▸ WORK REQUIRED
For each line of the data below, test for "scoring". Report only the number of lines that pass.

--- --- ---

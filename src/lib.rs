//! Task Judge - compiles, runs and scores the solutions of a task package
//!
//! - `engine`: compilation, executor backends, output judging
//! - `cache`: content-hash keyed results
//! - `scheduler`: job matrix, worker pool and live table
//! - `scoring`: contest types
//! - `validator`: expected scores regression check

pub mod cache;
pub mod config;
pub mod core;
pub mod engine;
pub mod package;
pub mod scheduler;
pub mod scoring;
pub mod validator;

--- --- ---

▸ WRITTEN SOLUTION
2